-- TASK DETAILS --
Copy out, word for word, the lines from the start of the data below through the line containing "const SIZE_OP: u32 = 7;", and no others.

-- EXERCISE DATA --
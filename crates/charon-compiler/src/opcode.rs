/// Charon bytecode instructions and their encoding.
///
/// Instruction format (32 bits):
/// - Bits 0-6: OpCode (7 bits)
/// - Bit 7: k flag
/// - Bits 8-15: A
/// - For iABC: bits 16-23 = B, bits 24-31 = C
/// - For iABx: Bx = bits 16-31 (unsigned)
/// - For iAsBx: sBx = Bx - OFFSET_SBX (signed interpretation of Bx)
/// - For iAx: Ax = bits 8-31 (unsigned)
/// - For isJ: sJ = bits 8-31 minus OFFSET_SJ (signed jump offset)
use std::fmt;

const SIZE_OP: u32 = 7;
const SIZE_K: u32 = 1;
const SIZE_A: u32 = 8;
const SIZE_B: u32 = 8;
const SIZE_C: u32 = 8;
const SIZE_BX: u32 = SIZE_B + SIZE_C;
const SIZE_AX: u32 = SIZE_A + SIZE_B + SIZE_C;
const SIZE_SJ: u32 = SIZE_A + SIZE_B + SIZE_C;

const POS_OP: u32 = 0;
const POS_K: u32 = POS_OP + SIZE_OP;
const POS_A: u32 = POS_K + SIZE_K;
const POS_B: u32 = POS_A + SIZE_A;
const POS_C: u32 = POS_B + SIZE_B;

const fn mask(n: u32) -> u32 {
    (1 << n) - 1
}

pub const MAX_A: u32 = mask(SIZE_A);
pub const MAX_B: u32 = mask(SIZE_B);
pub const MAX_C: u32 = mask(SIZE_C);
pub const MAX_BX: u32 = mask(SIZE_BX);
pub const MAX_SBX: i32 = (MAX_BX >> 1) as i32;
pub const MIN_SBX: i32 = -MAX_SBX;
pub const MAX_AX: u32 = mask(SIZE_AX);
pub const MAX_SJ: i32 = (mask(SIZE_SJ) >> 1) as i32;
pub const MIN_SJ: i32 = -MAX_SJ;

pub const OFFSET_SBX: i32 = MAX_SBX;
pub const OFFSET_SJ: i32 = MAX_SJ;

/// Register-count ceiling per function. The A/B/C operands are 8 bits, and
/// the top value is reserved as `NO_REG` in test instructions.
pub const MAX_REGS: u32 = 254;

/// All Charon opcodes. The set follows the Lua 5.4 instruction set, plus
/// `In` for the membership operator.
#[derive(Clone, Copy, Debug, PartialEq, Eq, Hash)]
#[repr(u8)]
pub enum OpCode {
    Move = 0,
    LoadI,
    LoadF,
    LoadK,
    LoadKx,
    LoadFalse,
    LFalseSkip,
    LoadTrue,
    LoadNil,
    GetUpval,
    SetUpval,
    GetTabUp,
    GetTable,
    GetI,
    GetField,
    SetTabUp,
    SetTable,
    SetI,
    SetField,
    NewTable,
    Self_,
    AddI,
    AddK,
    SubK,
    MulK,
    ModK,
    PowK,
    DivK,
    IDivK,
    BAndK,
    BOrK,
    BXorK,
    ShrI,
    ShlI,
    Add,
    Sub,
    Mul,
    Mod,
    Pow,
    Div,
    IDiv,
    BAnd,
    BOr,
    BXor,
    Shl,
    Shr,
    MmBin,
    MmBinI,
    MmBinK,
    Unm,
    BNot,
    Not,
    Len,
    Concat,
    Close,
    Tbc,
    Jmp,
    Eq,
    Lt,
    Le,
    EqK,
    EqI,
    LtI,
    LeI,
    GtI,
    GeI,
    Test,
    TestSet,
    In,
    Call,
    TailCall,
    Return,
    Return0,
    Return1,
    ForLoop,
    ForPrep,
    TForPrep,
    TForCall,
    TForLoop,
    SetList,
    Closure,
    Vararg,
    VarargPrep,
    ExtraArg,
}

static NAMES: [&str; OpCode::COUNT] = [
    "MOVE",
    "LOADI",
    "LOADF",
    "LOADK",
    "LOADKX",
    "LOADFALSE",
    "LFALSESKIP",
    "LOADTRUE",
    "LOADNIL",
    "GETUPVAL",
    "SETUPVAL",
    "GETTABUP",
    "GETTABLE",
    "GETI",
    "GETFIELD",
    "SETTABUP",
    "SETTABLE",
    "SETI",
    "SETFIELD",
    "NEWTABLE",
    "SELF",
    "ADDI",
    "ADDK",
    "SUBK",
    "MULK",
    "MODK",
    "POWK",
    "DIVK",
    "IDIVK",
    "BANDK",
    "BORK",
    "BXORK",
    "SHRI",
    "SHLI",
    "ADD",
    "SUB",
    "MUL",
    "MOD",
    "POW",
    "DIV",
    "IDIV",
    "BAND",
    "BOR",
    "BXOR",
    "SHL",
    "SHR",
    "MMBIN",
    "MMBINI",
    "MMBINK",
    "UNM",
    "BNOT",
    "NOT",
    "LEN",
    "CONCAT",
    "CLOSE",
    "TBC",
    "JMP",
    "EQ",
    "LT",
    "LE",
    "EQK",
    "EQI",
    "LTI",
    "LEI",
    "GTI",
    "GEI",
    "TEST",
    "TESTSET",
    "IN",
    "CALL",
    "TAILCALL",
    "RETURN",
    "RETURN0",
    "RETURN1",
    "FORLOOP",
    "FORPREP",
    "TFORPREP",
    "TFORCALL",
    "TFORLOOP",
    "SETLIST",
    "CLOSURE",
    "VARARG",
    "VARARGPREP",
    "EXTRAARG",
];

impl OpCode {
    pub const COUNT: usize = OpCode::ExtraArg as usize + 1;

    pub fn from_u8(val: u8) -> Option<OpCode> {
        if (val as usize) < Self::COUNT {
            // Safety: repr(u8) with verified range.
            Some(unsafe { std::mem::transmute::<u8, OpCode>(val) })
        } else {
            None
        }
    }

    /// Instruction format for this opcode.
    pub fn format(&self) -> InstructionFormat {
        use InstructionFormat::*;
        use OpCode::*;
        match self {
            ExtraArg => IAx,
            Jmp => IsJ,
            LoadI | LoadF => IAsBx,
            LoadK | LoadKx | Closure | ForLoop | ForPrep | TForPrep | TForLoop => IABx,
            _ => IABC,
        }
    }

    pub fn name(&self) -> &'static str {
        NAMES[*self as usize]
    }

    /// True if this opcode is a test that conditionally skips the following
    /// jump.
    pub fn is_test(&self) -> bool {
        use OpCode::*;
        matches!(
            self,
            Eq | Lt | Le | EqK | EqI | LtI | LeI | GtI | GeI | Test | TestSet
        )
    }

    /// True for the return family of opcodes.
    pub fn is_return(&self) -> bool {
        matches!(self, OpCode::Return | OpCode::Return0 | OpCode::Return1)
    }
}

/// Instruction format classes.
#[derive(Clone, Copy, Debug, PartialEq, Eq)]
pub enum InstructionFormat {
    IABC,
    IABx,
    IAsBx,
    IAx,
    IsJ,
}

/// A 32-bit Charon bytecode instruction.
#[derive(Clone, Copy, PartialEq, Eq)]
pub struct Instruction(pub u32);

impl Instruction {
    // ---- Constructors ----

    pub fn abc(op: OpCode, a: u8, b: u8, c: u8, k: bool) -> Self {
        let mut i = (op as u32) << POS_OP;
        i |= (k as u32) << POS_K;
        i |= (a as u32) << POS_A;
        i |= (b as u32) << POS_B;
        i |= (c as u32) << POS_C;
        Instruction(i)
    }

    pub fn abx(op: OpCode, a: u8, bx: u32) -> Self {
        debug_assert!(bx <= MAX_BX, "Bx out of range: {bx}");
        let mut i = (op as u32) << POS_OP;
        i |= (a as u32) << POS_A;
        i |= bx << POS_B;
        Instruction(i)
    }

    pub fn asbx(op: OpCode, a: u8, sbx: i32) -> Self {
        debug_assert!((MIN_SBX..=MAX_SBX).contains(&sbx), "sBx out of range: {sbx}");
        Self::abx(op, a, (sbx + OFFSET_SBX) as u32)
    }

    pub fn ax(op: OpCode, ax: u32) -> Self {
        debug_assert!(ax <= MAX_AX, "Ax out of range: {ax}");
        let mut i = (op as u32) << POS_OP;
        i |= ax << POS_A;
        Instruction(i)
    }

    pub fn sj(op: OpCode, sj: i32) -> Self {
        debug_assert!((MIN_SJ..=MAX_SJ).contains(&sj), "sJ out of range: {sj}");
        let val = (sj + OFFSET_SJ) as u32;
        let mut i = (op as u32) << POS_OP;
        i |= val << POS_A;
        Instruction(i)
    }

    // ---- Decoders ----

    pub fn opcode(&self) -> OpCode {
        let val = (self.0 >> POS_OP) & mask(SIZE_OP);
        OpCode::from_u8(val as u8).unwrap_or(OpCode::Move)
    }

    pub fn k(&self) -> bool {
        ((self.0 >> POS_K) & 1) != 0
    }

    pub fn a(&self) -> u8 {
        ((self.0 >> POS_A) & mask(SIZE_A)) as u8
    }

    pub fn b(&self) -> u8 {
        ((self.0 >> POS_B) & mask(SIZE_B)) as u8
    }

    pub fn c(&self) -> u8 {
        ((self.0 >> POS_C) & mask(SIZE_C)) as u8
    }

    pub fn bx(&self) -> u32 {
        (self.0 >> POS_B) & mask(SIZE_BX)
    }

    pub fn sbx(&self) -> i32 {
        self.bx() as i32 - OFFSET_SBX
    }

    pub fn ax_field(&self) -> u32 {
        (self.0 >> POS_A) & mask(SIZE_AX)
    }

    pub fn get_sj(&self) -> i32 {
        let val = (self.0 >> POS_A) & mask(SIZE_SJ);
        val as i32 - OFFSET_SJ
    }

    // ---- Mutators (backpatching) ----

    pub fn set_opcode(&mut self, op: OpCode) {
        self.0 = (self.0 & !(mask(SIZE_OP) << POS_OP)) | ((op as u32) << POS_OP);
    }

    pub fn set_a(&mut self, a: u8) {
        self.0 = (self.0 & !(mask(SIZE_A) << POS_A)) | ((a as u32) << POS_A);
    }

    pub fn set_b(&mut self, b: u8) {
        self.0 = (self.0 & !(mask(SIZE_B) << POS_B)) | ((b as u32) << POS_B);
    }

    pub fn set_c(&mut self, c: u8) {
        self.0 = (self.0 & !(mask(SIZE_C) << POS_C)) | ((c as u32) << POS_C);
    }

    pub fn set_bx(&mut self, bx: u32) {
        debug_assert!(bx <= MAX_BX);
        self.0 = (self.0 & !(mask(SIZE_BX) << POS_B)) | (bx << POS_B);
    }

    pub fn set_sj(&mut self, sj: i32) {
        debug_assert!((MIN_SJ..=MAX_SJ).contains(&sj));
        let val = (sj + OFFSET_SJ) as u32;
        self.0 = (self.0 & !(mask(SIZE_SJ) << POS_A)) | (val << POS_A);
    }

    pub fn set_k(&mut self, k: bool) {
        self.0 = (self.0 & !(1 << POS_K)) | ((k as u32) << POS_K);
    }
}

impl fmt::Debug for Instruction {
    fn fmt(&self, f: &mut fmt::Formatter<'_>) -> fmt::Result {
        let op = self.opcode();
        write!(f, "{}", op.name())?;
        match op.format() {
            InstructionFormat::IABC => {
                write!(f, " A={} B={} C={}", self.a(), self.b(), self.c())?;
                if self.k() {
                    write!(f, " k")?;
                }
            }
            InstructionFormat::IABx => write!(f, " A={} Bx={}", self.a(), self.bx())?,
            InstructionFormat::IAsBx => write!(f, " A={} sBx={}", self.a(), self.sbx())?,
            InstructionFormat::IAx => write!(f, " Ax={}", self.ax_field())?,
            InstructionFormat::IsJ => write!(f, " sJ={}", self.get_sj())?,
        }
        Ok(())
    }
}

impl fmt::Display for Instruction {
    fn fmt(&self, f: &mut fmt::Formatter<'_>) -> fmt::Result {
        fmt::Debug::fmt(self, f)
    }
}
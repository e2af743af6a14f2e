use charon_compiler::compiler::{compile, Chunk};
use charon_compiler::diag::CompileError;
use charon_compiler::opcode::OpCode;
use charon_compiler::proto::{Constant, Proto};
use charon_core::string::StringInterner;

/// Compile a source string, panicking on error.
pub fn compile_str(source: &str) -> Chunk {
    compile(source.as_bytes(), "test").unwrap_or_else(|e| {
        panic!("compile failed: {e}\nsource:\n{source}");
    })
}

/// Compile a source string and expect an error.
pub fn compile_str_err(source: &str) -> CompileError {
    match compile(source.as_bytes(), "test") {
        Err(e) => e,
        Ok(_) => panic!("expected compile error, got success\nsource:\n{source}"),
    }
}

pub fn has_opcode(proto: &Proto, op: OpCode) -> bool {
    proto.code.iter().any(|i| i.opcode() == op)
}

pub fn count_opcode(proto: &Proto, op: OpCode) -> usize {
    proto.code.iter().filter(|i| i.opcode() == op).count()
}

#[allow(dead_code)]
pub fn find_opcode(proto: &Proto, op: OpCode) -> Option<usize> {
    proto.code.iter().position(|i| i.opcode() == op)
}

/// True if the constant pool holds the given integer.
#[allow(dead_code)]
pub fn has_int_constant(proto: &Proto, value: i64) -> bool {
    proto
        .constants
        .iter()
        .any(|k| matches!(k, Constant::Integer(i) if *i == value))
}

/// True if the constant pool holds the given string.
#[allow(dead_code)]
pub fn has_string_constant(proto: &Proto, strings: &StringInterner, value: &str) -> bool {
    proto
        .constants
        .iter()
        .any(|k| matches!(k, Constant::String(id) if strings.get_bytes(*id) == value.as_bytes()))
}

-- OUTPUT FOR THIS EXERCISE --
filename crates/charon-compiler/src/opcode.rs
/// Charon bytecode instructions and their encoding.
///
/// Instruction format (32 bits):
/// - Bits 0-6: OpCode (7 bits)
/// - Bit 7: k flag
/// - Bits 8-15: A
/// - For iABC: bits 16-23 = B, bits 24-31 = C
/// - For iABx: Bx = bits 16-31 (unsigned)
/// - For iAsBx: sBx = Bx - OFFSET_SBX (signed interpretation of Bx)
/// - For iAx: Ax = bits 8-31 (unsigned)
/// - For isJ: sJ = bits 8-31 minus OFFSET_SJ (signed jump offset)
use std::fmt;

const SIZE_OP: u32 = 7;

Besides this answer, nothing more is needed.